DATA SHOWN below:
// Copyright Materialize, Inc. and contributors. All rights reserved.
//
// Use of this software is governed by the Business Source License
// included in the LICENSE file.
//
// As of the Change Date specified in that file, in accordance with
// the Business Source License, use of this software will be governed
// by the Apache License, Version 2.0.

//! The `CitusCluster` controller.
//!
//! Every pass re-reads the workload and picks one [`Plan`]: provision a
//! missing workload, replay recorded database requests against a freshly
//! created one, or maintain an established one by rotating credentials and
//! then scaling.

use std::sync::Arc;

use async_trait::async_trait;
use k8s_openapi::api::apps::v1::StatefulSet;
use kube::runtime::controller::Action;
use kube::runtime::reflector::Store;
use kube::{Client, Resource, ResourceExt};
use serde_json::json;
use tracing::{debug, info, instrument, warn};

use citus_cloud_resources::crd::cluster::v1alpha1::{
    CitusCluster, CitusClusterStatus, ClusterState,
};
use citus_cloud_resources::crd::database::v1alpha1::DatabaseRequest;
use citus_cloud_resources::crd::{condition, display_name, has_condition, ManagedResource};

use crate::controller::{requeue_conflicts, Shared};
use crate::k8s::ClusterApi;
use crate::Error;

pub mod coordinator;
pub mod provisioner;
pub mod resources;
pub mod rotator;

pub use provisioner::credentials as cluster_credentials;

use coordinator::{tenants, Coordinator};
use provisioner::{admin_identity, Provisioner};
use resources::ClusterArgs;
use rotator::{must_update_admin_user, Rotation, Rotator};

/// The controller's name in metrics.
const CONTROLLER: &str = "cluster";

/// A resolved admin user and password.
#[derive(Clone, PartialEq, Eq)]
pub struct AdminIdentity {
    pub user: String,
    pub password: String,
}
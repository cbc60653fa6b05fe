// Copyright Materialize, Inc. and contributors. All rights reserved.
//
// Licensed under the Apache License, Version 2.0 (the "License");
// you may not use this file except in compliance with the License.
// You may obtain a copy of the License in the LICENSE file at the
// root of this repository, or online at
//
//     http://www.apache.org/licenses/LICENSE-2.0
//
// Unless required by applicable law or agreed to in writing, software
// distributed under the License is distributed on an "AS IS" BASIS,
// WITHOUT WARRANTIES OR CONDITIONS OF ANY KIND, either express or implied.
// See the License for the specific language governing permissions and
// limitations under the License.

//! Tracing utilities.
//!
//! The key export is the **[`configure`]** function, which installs a
//! `tracing` subscriber writing to stderr and should be called once during
//! initialization of every binary in this workspace.

use std::io;
use std::str::FromStr;

use tracing_subscriber::filter::EnvFilter;
use tracing_subscriber::layer::SubscriberExt;
use tracing_subscriber::util::SubscriberInitExt;
use tracing_subscriber::{fmt, Layer};

/// The output format of the stderr log.
#[derive(Clone, Copy, Debug, PartialEq, Eq, clap::ValueEnum)]
pub enum LogFormat {
    /// Human readable lines, colored when stderr is a terminal.
    Text,
    /// One JSON object per line, for log collectors.
    Json,
}

/// Application tracing configuration.
///
/// See the [`configure`] function for details.
#[derive(Debug)]
pub struct TracingConfig {
    /// The name of the service, attached to every JSON log line.
    pub service_name: &'static str,
    /// A filter which determines which events are emitted to the log.
    pub filter: EnvFilter,
    /// The log line format.
    pub format: LogFormat,
}

impl TracingConfig {
    /// Builds a configuration from a filter directive string such as
    /// `info,citus_orchestratord=debug`.
    pub fn new(
        service_name: &'static str,
        filter: &str,
        format: LogFormat,
    ) -> Result<TracingConfig, anyhow::Error> {
        Ok(TracingConfig {
            service_name,
            filter: EnvFilter::from_str(filter)?,
            format,
        })
    }
}

/// Configures tracing according to the provided configuration.
///
/// Returns an error if a global subscriber has already been installed.
pub fn configure(config: TracingConfig) -> Result<(), anyhow::Error> {
    let stderr_layer = match config.format {
        LogFormat::Text => fmt::layer()
            .with_writer(io::stderr)
            .with_ansi(io::IsTerminal::is_terminal(&io::stderr()))
            .with_target(true)
            .boxed(),
        LogFormat::Json => fmt::layer()
            .json()
            .with_writer(io::stderr)
            .with_current_span(true)
            .boxed(),
    };
    tracing_subscriber::registry()
        .with(stderr_layer.with_filter(config.filter))
        .try_init()?;
    tracing::info!(service = config.service_name, "tracing configured");
    Ok(())
}

#[cfg(test)]
mod tests {
    use super::*;

    #[test]
    fn rejects_malformed_filters() {
        assert!(TracingConfig::new("test", "info,citus_orchestratord=debug", LogFormat::Text).is_ok());
        assert!(TracingConfig::new("test", "info,citus=notalevel", LogFormat::Json).is_err());
    }
}
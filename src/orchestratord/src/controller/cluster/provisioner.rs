// Copyright Materialize, Inc. and contributors. All rights reserved.
//
// Use of this software is governed by the Business Source License
// included in the LICENSE file.
//
// As of the Change Date specified in that file, in accordance with
// the Business Source License, use of this software will be governed
// by the Apache License, Version 2.0.

//! Turns a cluster definition into its workload, admin secret and headless
//! service. Objects are only ever created; an existing object is left as
//! the operator or a human last wrote it.

use k8s_openapi::api::apps::v1::StatefulSet;
use k8s_openapi::api::core::v1::Service;
use kube::ResourceExt;
use serde_json::json;
use tracing::{debug, info, trace};

use citus_cloud_resources::crd::cluster::v1alpha1::CitusCluster;
use citus_cloud_resources::crd::ManagedResource;
use citus_cloud_resources::naming::{ADMIN_SECRET_NAME, ADMIN_SECRET_PASSWORD_KEY, POSTGRES_PORT};
use citus_cloud_resources::ClusterCredentials;

use crate::controller::cluster::resources::{self, AdminEnv, ClusterArgs};
use crate::controller::cluster::rotator::resolve_env;
use crate::controller::cluster::AdminIdentity;
use crate::k8s::{ClusterApi, Created};
use crate::Error;

/// The admin identity a definition resolves to: the definition's own
/// fields first, the namespace's default admin secret for the rest.
pub async fn admin_identity<A: ClusterApi>(
    api: &A,
    cluster: &CitusCluster,
) -> Result<AdminIdentity, Error> {
    resolve_env(api, &cluster.namespace_or_default(), &AdminEnv::desired(cluster)).await
}

/// How clients reach the cluster: its coordinator, as the admin user.
pub async fn credentials<A: ClusterApi>(
    api: &A,
    cluster: &CitusCluster,
) -> Result<ClusterCredentials, Error> {
    let admin = admin_identity(api, cluster).await?;
    Ok(ClusterCredentials {
        host: cluster.coordinator_address(),
        port: POSTGRES_PORT,
        admin_user: admin.user,
        admin_password: admin.password,
    })
}

pub struct Provisioner<'a, A> {
    api: &'a A,
    args: &'a ClusterArgs,
}

impl<'a, A: ClusterApi> Provisioner<'a, A> {
    pub fn new(api: &'a A, args: &'a ClusterArgs) -> Self {
        Provisioner { api, args }
    }

    /// Ensures the admin secret, workload and headless service exist, and
    /// returns the workload as stored.
    pub async fn provision(&self, cluster: &CitusCluster) -> Result<StatefulSet, Error> {
        let namespace = cluster.namespace_or_default();

        trace!("ensuring admin secret");
        if self.api.create(&namespace, &resources::admin_secret(cluster)).await? == Created::New {
            debug!(secret = ADMIN_SECRET_NAME, "created admin secret");
        }

        trace!("ensuring workload");
        let workload = resources::statefulset(cluster, self.args);
        if self.api.create(&namespace, &workload).await? == Created::New {
            info!(replicas = cluster.spec.replicas, "created workload");
        }

        trace!("ensuring headless service");
        self.api
            .create::<Service>(&namespace, &resources::headless_service(cluster))
            .await?;

        self.api
            .get(&namespace, &cluster.statefulset_name())
            .await?
            .ok_or_else(|| Error::NotFound {
                what: format!("statefulset {namespace}/{}", cluster.statefulset_name()),
            })
    }

    /// Records the resolved admin identity in the definition, which is
    /// authoritative from then on.
    ///
    /// The write is conditional on the definition being unchanged since it
    /// was read, so concurrent edits by a user are never overwritten.
    pub async fn backfill(
        &self,
        cluster: &CitusCluster,
        admin: &AdminIdentity,
    ) -> Result<(), Error> {
        let mut spec = serde_json::Map::new();
        if cluster.admin_user().is_none() {
            spec.insert("adminUser".into(), json!(admin.user));
        }
        if cluster.spec.password.is_none() {
            spec.insert(
                "password".into(),
                json!({"secretRef": {"name": ADMIN_SECRET_NAME, "key": ADMIN_SECRET_PASSWORD_KEY}}),
            );
        }
        if spec.is_empty() {
            return Ok(());
        }
        let patch = json!({
            "metadata": {"resourceVersion": cluster.resource_version()},
            "spec": spec,
        });
        debug!("back-filling admin identity");
        self.api
            .patch::<CitusCluster>(&cluster.namespace_or_default(), &cluster.name_any(), &patch)
            .await?;
        Ok(())
    }

    /// Deletes the workload. Volumes and the admin secret are kept.
    pub async fn teardown(&self, cluster: &CitusCluster) -> Result<(), Error> {
        let deleted = self
            .api
            .delete::<StatefulSet>(&cluster.namespace_or_default(), &cluster.statefulset_name())
            .await?;
        if deleted {
            info!("deleted workload");
        }
        Ok(())
    }
}
// Copyright Materialize, Inc. and contributors. All rights reserved.
//
// Licensed under the Apache License, Version 2.0 (the "License");
// you may not use this file except in compliance with the License.
// You may obtain a copy of the License in the LICENSE file at the
// root of this repository, or online at
//
//     http://www.apache.org/licenses/LICENSE-2.0
//
// Unless required by applicable law or agreed to in writing, software
// distributed under the License is distributed on an "AS IS" BASIS,
// WITHOUT WARRANTIES OR CONDITIONS OF ANY KIND, either express or implied.
// See the License for the specific language governing permissions and
// limitations under the License.

//! Tokio task utilities.
//!
//! Every task spawned by the operator carries a name, attached as a
//! `tracing` span, so that log lines emitted by background work (connection
//! drivers, reflectors, job cleanup watchers) can be attributed.

use std::future::Future;

use tokio::task::JoinHandle;
use tracing::Instrument;

/// Spawns a new asynchronous task with a name.
///
/// The name is computed lazily by `name`, so callers can format it without
/// paying for the allocation when tracing is disabled at that level.
#[allow(clippy::disallowed_methods)]
pub fn spawn<Fut, Name, NameClosure>(name: NameClosure, future: Fut) -> JoinHandle<Fut::Output>
where
    Name: AsRef<str>,
    NameClosure: FnOnce() -> Name,
    Fut: Future + Send + 'static,
    Fut::Output: Send + 'static,
{
    let name = name();
    let span = tracing::info_span!("task", name = %name.as_ref());
    tokio::spawn(future.instrument(span))
}

/// Extension methods for [`JoinHandle`].
pub trait JoinHandleExt<T> {
    /// Aborts the task when the returned guard is dropped.
    fn abort_on_drop(self) -> AbortOnDropHandle<T>;
}

impl<T> JoinHandleExt<T> for JoinHandle<T> {
    fn abort_on_drop(self) -> AbortOnDropHandle<T> {
        AbortOnDropHandle(self)
    }
}

/// A [`JoinHandle`] that aborts its task when dropped.
#[derive(Debug)]
pub struct AbortOnDropHandle<T>(JoinHandle<T>);

impl<T> AbortOnDropHandle<T> {
    /// Reports whether the task has finished.
    pub fn is_finished(&self) -> bool {
        self.0.is_finished()
    }
}

impl<T> Drop for AbortOnDropHandle<T> {
    fn drop(&mut self) {
        self.0.abort();
    }
}

#[cfg(test)]
mod tests {
    use std::time::Duration;

    use tokio::sync::oneshot;

    use super::*;

    #[tokio::test]
    async fn spawned_task_runs() {
        let handle = spawn(|| "adder", async { 1 + 1 });
        assert_eq!(handle.await.unwrap(), 2);
    }

    #[tokio::test]
    async fn abort_on_drop_cancels_task() {
        let (tx, rx) = oneshot::channel::<()>();
        let handle = spawn(|| "sleeper", async move {
            tokio::time::sleep(Duration::from_secs(3600)).await;
            let _ = tx.send(());
        })
        .abort_on_drop();
        drop(handle);
        // The sender is dropped with the aborted task, never sent on.
        assert!(rx.await.is_err());
    }
}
End of DATA SHOWN.
● WHAT THIS TASK INVOLVES:
Filter the entries above down to the lines containing the word "PartialEq".

● ANSWER SPACE:
#[derive(Clone, PartialEq, Eq)]
#[derive(Clone, Copy, Debug, PartialEq, Eq, clap::ValueEnum)]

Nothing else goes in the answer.